╔══

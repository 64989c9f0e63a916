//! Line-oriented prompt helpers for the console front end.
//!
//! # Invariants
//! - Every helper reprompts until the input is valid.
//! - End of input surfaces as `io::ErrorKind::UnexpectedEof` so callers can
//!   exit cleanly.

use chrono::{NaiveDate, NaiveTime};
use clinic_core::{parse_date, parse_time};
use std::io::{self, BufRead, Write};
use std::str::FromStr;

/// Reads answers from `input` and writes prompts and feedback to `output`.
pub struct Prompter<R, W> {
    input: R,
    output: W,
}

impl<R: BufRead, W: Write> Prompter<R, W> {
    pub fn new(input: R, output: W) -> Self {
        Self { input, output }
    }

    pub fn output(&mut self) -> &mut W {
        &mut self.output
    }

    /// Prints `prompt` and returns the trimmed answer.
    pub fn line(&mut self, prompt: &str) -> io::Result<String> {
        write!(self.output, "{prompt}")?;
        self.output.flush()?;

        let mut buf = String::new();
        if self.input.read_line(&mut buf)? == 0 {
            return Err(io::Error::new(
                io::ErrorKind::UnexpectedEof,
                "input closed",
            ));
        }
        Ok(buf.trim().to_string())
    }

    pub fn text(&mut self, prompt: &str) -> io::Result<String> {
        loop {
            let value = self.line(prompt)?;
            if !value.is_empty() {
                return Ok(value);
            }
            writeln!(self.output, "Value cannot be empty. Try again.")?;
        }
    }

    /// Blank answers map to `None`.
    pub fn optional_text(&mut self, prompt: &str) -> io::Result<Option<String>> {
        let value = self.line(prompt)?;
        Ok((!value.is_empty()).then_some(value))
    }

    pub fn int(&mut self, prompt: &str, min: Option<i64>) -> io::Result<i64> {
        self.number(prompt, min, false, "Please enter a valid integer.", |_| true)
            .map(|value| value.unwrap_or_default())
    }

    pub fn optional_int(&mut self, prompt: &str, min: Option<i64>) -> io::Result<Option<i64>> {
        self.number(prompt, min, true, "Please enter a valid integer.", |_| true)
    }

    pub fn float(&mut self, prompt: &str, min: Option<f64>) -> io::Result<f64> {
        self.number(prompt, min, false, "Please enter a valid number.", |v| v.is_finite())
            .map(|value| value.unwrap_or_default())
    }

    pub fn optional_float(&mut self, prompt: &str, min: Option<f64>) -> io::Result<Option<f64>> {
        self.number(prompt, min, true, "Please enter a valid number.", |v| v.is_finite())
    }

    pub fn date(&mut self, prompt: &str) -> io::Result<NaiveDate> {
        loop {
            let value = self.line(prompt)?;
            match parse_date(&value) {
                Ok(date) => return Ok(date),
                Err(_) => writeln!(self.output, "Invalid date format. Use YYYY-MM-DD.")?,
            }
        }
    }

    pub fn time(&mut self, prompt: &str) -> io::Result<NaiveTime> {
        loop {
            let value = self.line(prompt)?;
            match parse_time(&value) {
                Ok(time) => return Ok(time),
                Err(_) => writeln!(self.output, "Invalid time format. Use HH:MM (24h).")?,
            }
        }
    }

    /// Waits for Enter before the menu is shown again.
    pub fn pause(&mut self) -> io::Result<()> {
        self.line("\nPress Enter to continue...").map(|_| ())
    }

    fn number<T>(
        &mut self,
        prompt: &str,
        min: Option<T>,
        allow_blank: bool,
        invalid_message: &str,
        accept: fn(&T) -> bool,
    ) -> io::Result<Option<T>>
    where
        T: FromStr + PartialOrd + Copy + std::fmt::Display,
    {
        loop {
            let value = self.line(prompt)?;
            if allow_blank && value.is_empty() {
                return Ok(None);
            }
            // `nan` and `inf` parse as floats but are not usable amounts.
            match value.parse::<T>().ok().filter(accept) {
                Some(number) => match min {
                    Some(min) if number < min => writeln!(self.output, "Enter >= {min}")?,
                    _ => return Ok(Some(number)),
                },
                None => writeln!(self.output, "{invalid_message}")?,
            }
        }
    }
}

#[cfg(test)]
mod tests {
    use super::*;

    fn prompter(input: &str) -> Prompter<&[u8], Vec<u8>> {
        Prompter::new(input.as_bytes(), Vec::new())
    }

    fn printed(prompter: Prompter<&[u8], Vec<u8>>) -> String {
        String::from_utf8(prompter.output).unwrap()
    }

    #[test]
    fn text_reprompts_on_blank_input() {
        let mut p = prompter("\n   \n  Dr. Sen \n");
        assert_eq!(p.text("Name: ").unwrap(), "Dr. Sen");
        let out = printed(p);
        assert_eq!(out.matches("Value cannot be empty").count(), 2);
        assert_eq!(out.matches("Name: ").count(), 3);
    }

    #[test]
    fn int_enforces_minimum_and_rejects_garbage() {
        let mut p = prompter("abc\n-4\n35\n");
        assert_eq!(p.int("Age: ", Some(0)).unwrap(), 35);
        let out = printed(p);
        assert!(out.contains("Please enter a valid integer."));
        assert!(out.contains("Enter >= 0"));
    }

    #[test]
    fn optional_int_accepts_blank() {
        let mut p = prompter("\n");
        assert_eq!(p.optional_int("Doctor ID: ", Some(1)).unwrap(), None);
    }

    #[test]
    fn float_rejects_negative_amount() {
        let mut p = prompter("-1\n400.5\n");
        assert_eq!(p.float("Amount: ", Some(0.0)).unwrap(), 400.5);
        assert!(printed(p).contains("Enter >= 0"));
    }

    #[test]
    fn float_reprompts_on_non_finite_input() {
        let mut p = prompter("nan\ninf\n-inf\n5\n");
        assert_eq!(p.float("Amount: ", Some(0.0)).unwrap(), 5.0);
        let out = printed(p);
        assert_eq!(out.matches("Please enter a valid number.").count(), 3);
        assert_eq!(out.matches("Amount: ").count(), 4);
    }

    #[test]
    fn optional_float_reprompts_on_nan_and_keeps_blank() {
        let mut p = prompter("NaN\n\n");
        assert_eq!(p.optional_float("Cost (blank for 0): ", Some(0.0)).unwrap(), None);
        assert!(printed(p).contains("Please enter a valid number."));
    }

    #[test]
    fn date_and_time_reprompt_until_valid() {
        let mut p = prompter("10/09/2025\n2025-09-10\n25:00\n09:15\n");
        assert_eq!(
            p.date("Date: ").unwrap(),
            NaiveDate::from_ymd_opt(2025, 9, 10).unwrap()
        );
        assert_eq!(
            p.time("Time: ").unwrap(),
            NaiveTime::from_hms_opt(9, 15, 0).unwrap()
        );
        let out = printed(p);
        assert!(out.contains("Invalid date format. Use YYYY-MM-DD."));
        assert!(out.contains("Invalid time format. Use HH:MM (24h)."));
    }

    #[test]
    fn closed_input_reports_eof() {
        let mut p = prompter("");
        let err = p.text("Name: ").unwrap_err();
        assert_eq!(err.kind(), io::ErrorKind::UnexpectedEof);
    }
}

╚══

Your task is to copy every entry above, exactly as written.

▸ **Solution to this task**
repository 64989c9f0e63a916
//! Line-oriented prompt helpers for the console front end.
//!
//! # Invariants
//! - Every helper reprompts until the input is valid.
//! - End of input surfaces as `io::ErrorKind::UnexpectedEof` so callers can
//!   exit cleanly.

use chrono::{NaiveDate, NaiveTime};
use clinic_core::{parse_date, parse_time};
use std::io::{self, BufRead, Write};
use std::str::FromStr;

/// Reads answers from `input` and writes prompts and feedback to `output`.
pub struct Prompter<R, W> {
    input: R,
    output: W,
}

impl<R: BufRead, W: Write> Prompter<R, W> {
    pub fn new(input: R, output: W) -> Self {
        Self { input, output }
    }

    pub fn output(&mut self) -> &mut W {
        &mut self.output
    }

    /// Prints `prompt` and returns the trimmed answer.
    pub fn line(&mut self, prompt: &str) -> io::Result<String> {
        write!(self.output, "{prompt}")?;
        self.output.flush()?;

        let mut buf = String::new();
        if self.input.read_line(&mut buf)? == 0 {
            return Err(io::Error::new(
                io::ErrorKind::UnexpectedEof,
                "input closed",
            ));
        }
        Ok(buf.trim().to_string())
    }

    pub fn text(&mut self, prompt: &str) -> io::Result<String> {
        loop {
            let value = self.line(prompt)?;
            if !value.is_empty() {
                return Ok(value);
            }
            writeln!(self.output, "Value cannot be empty. Try again.")?;
        }
    }

    /// Blank answers map to `None`.
    pub fn optional_text(&mut self, prompt: &str) -> io::Result<Option<String>> {
        let value = self.line(prompt)?;
        Ok((!value.is_empty()).then_some(value))
    }

    pub fn int(&mut self, prompt: &str, min: Option<i64>) -> io::Result<i64> {
        self.number(prompt, min, false, "Please enter a valid integer.", |_| true)
            .map(|value| value.unwrap_or_default())
    }

    pub fn optional_int(&mut self, prompt: &str, min: Option<i64>) -> io::Result<Option<i64>> {
        self.number(prompt, min, true, "Please enter a valid integer.", |_| true)
    }

    pub fn float(&mut self, prompt: &str, min: Option<f64>) -> io::Result<f64> {
        self.number(prompt, min, false, "Please enter a valid number.", |v| v.is_finite())
            .map(|value| value.unwrap_or_default())
    }

    pub fn optional_float(&mut self, prompt: &str, min: Option<f64>) -> io::Result<Option<f64>> {
        self.number(prompt, min, true, "Please enter a valid number.", |v| v.is_finite())
    }

    pub fn date(&mut self, prompt: &str) -> io::Result<NaiveDate> {
        loop {
            let value = self.line(prompt)?;
            match parse_date(&value) {
                Ok(date) => return Ok(date),
                Err(_) => writeln!(self.output, "Invalid date format. Use YYYY-MM-DD.")?,
            }
        }
    }

    pub fn time(&mut self, prompt: &str) -> io::Result<NaiveTime> {
        loop {
            let value = self.line(prompt)?;
            match parse_time(&value) {
                Ok(time) => return Ok(time),
                Err(_) => writeln!(self.output, "Invalid time format. Use HH:MM (24h).")?,
            }
        }
    }

    /// Waits for Enter before the menu is shown again.
    pub fn pause(&mut self) -> io::Result<()> {
        self.line("\nPress Enter to continue...").map(|_| ())
    }

    fn number<T>(
        &mut self,
        prompt: &str,
        min: Option<T>,
        allow_blank: bool,
        invalid_message: &str,
        accept: fn(&T) -> bool,
    ) -> io::Result<Option<T>>
    where
        T: FromStr + PartialOrd + Copy + std::fmt::Display,
    {
        loop {
            let value = self.line(prompt)?;
            if allow_blank && value.is_empty() {
                return Ok(None);
            }
            // `nan` and `inf` parse as floats but are not usable amounts.
            match value.parse::<T>().ok().filter(accept) {
                Some(number) => match min {
                    Some(min) if number < min => writeln!(self.output, "Enter >= {min}")?,
                    _ => return Ok(Some(number)),
                },
                None => writeln!(self.output, "{invalid_message}")?,
            }
        }
    }
}

#[cfg(test)]
mod tests {
    use super::*;

    fn prompter(input: &str) -> Prompter<&[u8], Vec<u8>> {
        Prompter::new(input.as_bytes(), Vec::new())
    }

    fn printed(prompter: Prompter<&[u8], Vec<u8>>) -> String {
        String::from_utf8(prompter.output).unwrap()
    }

    #[test]
    fn text_reprompts_on_blank_input() {
        let mut p = prompter("\n   \n  Dr. Sen \n");
        assert_eq!(p.text("Name: ").unwrap(), "Dr. Sen");
        let out = printed(p);
        assert_eq!(out.matches("Value cannot be empty").count(), 2);
        assert_eq!(out.matches("Name: ").count(), 3);
    }

    #[test]
    fn int_enforces_minimum_and_rejects_garbage() {
        let mut p = prompter("abc\n-4\n35\n");
        assert_eq!(p.int("Age: ", Some(0)).unwrap(), 35);
        let out = printed(p);
        assert!(out.contains("Please enter a valid integer."));
        assert!(out.contains("Enter >= 0"));
    }

    #[test]
    fn optional_int_accepts_blank() {
        let mut p = prompter("\n");
        assert_eq!(p.optional_int("Doctor ID: ", Some(1)).unwrap(), None);
    }

    #[test]
    fn float_rejects_negative_amount() {
        let mut p = prompter("-1\n400.5\n");
        assert_eq!(p.float("Amount: ", Some(0.0)).unwrap(), 400.5);
        assert!(printed(p).contains("Enter >= 0"));
    }

    #[test]
    fn float_reprompts_on_non_finite_input() {
        let mut p = prompter("nan\ninf\n-inf\n5\n");
        assert_eq!(p.float("Amount: ", Some(0.0)).unwrap(), 5.0);
        let out = printed(p);
        assert_eq!(out.matches("Please enter a valid number.").count(), 3);
        assert_eq!(out.matches("Amount: ").count(), 4);
    }

    #[test]
    fn optional_float_reprompts_on_nan_and_keeps_blank() {
        let mut p = prompter("NaN\n\n");
        assert_eq!(p.optional_float("Cost (blank for 0): ", Some(0.0)).unwrap(), None);
        assert!(printed(p).contains("Please enter a valid number."));
    }

    #[test]
    fn date_and_time_reprompt_until_valid() {
        let mut p = prompter("10/09/2025\n2025-09-10\n25:00\n09:15\n");
        assert_eq!(
            p.date("Date: ").unwrap(),
            NaiveDate::from_ymd_opt(2025, 9, 10).unwrap()
        );
        assert_eq!(
            p.time("Time: ").unwrap(),
            NaiveTime::from_hms_opt(9, 15, 0).unwrap()
        );
        let out = printed(p);
        assert!(out.contains("Invalid date format. Use YYYY-MM-DD."));
        assert!(out.contains("Invalid time format. Use HH:MM (24h)."));
    }

    #[test]
    fn closed_input_reports_eof() {
        let mut p = prompter("");
        let err = p.text("Name: ").unwrap_err();
        assert_eq!(err.kind(), io::ErrorKind::UnexpectedEof);
    }
}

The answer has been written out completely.